Records excerpted from a collection
=====

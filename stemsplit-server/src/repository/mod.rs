//! Repository Module
//!
//! State storage for the server. Jobs live in an in-memory registry.

pub mod job;

// Re-export for convenience
pub use job as job_repository;
pub use job::{JobRegistry, JobUpdate, RegistryError, RunToken};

=====

Set down the entries verbatim, leaving none out.

■ **Answer below**:
filename stemsplit-server/src/repository/mod.rs
//! Repository Module
//!
//! State storage for the server. Jobs live in an in-memory registry.

pub mod job;

// Re-export for convenience
pub use job as job_repository;
pub use job::{JobRegistry, JobUpdate, RegistryError, RunToken};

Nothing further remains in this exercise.